◆ Work task:
Only the lines below between the ones containing "config.reader.delimiter = parse_delimiter(&self.delimiter)?;" and "let filter = EnvFilter::try_from_default_env()", inclusive, are to be reproduced, each exactly as it stands.
Dataset extract Start Marker
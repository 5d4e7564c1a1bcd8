//! Core data structures for housing statistics.
//!
//! Defines the typed building record produced by the reader and the
//! floor-count categories derived from it.

use serde::{Deserialize, Serialize};
use std::fmt;

/// A single validated row of housing data
#[derive(Debug, Clone, PartialEq, Serialize, Deserialize)]
pub struct BuildingRecord {
    /// 1-based data row number in the source file (header excluded)
    pub row: u64,
    pub floor_count: i64,
    pub area_residential: f64,
    pub population: i64,
    pub house_address: String,
}

impl BuildingRecord {
    pub fn new(
        row: u64,
        floor_count: i64,
        area_residential: f64,
        population: i64,
        house_address: impl Into<String>,
    ) -> Self {
        Self {
            row,
            floor_count,
            area_residential,
            population,
            house_address: house_address.into(),
        }
    }

    /// Residential area per resident, or `None` when population is not positive
    pub fn area_per_resident(&self) -> Option<f64> {
        if self.population > 0 {
            Some(self.area_residential / self.population as f64)
        } else {
            None
        }
    }
}

/// Building category by floor count
#[derive(Debug, Clone, Copy, PartialEq, Eq, Hash, Serialize, Deserialize)]
#[serde(rename_all = "kebab-case")]
pub enum Category {
    LowRise,
    MidRise,
    HighRise,
}

impl Category {
    pub fn as_str(&self) -> &'static str {
        match self {
            Category::LowRise => "low-rise",
            Category::MidRise => "mid-rise",
            Category::HighRise => "high-rise",
        }
    }
}

impl fmt::Display for Category {
    fn fmt(&self, f: &mut fmt::Formatter<'_>) -> fmt::Result {
        f.write_str(self.as_str())
    }
}

#[cfg(test)]
mod tests {
    use super::*;

    #[test]
    fn test_category_labels() {
        let labels: Vec<String> = [Category::LowRise, Category::MidRise, Category::HighRise]
            .iter()
            .map(|c| c.to_string())
            .collect();
        assert_eq!(labels, vec!["low-rise", "mid-rise", "high-rise"]);
    }

    #[test]
    fn test_area_per_resident() {
        let record = BuildingRecord::new(1, 3, 100.0, 8, "1 Main St");
        assert_eq!(record.area_per_resident(), Some(12.5));

        let empty = BuildingRecord::new(2, 3, 100.0, 0, "2 Main St");
        assert_eq!(empty.area_per_resident(), None);

        let negative = BuildingRecord::new(3, 3, 100.0, -4, "3 Main St");
        assert_eq!(negative.area_per_resident(), None);
    }
}
//! Command-line interface components.

use crate::config::{Config, parse_delimiter};
use crate::constants::{DEFAULT_LOG_LEVEL, QUIET_LOG_LEVEL, VERBOSE_LOG_LEVEL};
use crate::models::BuildingRecord;
use crate::reader::read_buildings_with;
use crate::stats::HousingSummary;
use anyhow::{Context, Result};
use clap::Parser;
use colored::*;
use std::io::{self, Write};
use std::path::PathBuf;
use tracing::{debug, info, warn};

#[derive(Parser, Debug)]
#[command(name = "housing-stats")]
#[command(about = "Classify buildings by floor count and find the least spacious address")]
#[command(version = env!("CARGO_PKG_VERSION"))]
pub struct Args {
    /// Path to the housing CSV file
    #[arg(value_name = "CSV_PATH")]
    pub input_path: PathBuf,

    /// Field delimiter (single ASCII character, or "tab")
    #[arg(short, long, default_value = ",")]
    pub delimiter: String,

    /// Keep whitespace around fields instead of trimming it
    #[arg(long)]
    pub no_trim: bool,

    /// Print the category of every building
    #[arg(long)]
    pub list: bool,

    /// Enable verbose logging
    #[arg(short, long, conflicts_with = "quiet")]
    pub verbose: bool,

    /// Only log warnings and errors
    #[arg(short, long)]
    pub quiet: bool,
}

impl Args {
    /// Build a validated configuration from the arguments
    pub fn to_config(&self) -> crate::error::Result<Config> {
        let mut config = Config::new(self.input_path.clone());
        config.reader.delimiter = parse_delimiter(&self.delimiter)?;
        config.reader.trim = !self.no_trim;
        config.list_buildings = self.list;
        config.validate()?;
        Ok(config)
    }

    pub fn log_level(&self) -> &'static str {
        if self.verbose {
            VERBOSE_LOG_LEVEL
        } else if self.quiet {
            QUIET_LOG_LEVEL
        } else {
            DEFAULT_LOG_LEVEL
        }
    }
}

/// Set up structured logging on stderr
///
/// `RUST_LOG` takes precedence over the verbosity flags.
pub fn setup_logging(args: &Args) {
    use tracing_subscriber::{EnvFilter, fmt, layer::SubscriberExt, util::SubscriberInitExt};

    let filter = EnvFilter::try_from_default_env()
        .unwrap_or_else(|_| EnvFilter::new(format!("housing_stats={}", args.log_level())));

    // A subscriber may already be installed when embedded in tests
    let _ = tracing_subscriber::registry()
        .with(filter)
        .with(
            fmt::layer()
                .with_target(false)
                .with_writer(std::io::stderr)
                .compact(),
        )
        .try_init();
}

/// Read the housing file, compute every statistic and print the report
pub fn run(args: Args) -> Result<()> {
    setup_logging(&args);
    debug!("Command line arguments: {:?}", args);

    let config = args.to_config().context("Invalid arguments")?;

    let buildings = read_buildings_with(&config.input_path, &config.reader)
        .with_context(|| format!("Failed to read {}", config.input_path.display()))?;

    let summary = HousingSummary::compute(&buildings).context("Failed to classify buildings")?;
    info!(
        "Classified {} buildings into {} categories",
        summary.building_count(),
        summary.category_counts.len()
    );
    if summary.min_area.is_none() {
        warn!("No building with a positive population; area per resident is undefined");
    }

    write_report(
        &mut io::stdout().lock(),
        &buildings,
        &summary,
        config.list_buildings,
    )
    .context("Failed to write report")?;
    Ok(())
}

/// Write the report printed by [`run`]
pub fn write_report<W: io::Write>(
    out: &mut W,
    buildings: &[BuildingRecord],
    summary: &HousingSummary<'_>,
    list_buildings: bool,
) -> crate::error::Result<()> {
    if list_buildings {
        writeln!(out, "{}", "Buildings:".bright_green().bold())?;
        for (building, category) in buildings.iter().zip(&summary.categories) {
            writeln!(
                out,
                "  {:>4}. {} ({} floors): {}",
                building.row, building.house_address, building.floor_count, category
            )?;
        }
        writeln!(out)?;
    }

    writeln!(out, "{}", "Building categories:".bright_green().bold())?;
    for (category, count) in summary.category_counts.iter() {
        writeln!(out, "  {}: {}", category, count)?;
    }
    writeln!(out, "Total buildings: {}", summary.building_count())?;
    writeln!(out)?;

    write!(
        out,
        "{} ",
        "Lowest residential area per resident:".bright_green().bold()
    )?;
    match &summary.min_area {
        Some(found) => writeln!(
            out,
            "{} ({:.2} per resident)",
            found.house_address, found.ratio
        )?,
        None => writeln!(out, "no building with a positive population")?,
    }

    out.flush()?;
    Ok(())
}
Dataset extract End Marker
◆ Task response:
        config.reader.delimiter = parse_delimiter(&self.delimiter)?;
        config.reader.trim = !self.no_trim;
        config.list_buildings = self.list;
        config.validate()?;
        Ok(config)
    }

    pub fn log_level(&self) -> &'static str {
        if self.verbose {
            VERBOSE_LOG_LEVEL
        } else if self.quiet {
            QUIET_LOG_LEVEL
        } else {
            DEFAULT_LOG_LEVEL
        }
    }
}

/// Set up structured logging on stderr
///
/// `RUST_LOG` takes precedence over the verbosity flags.
pub fn setup_logging(args: &Args) {
    use tracing_subscriber::{EnvFilter, fmt, layer::SubscriberExt, util::SubscriberInitExt};

    let filter = EnvFilter::try_from_default_env()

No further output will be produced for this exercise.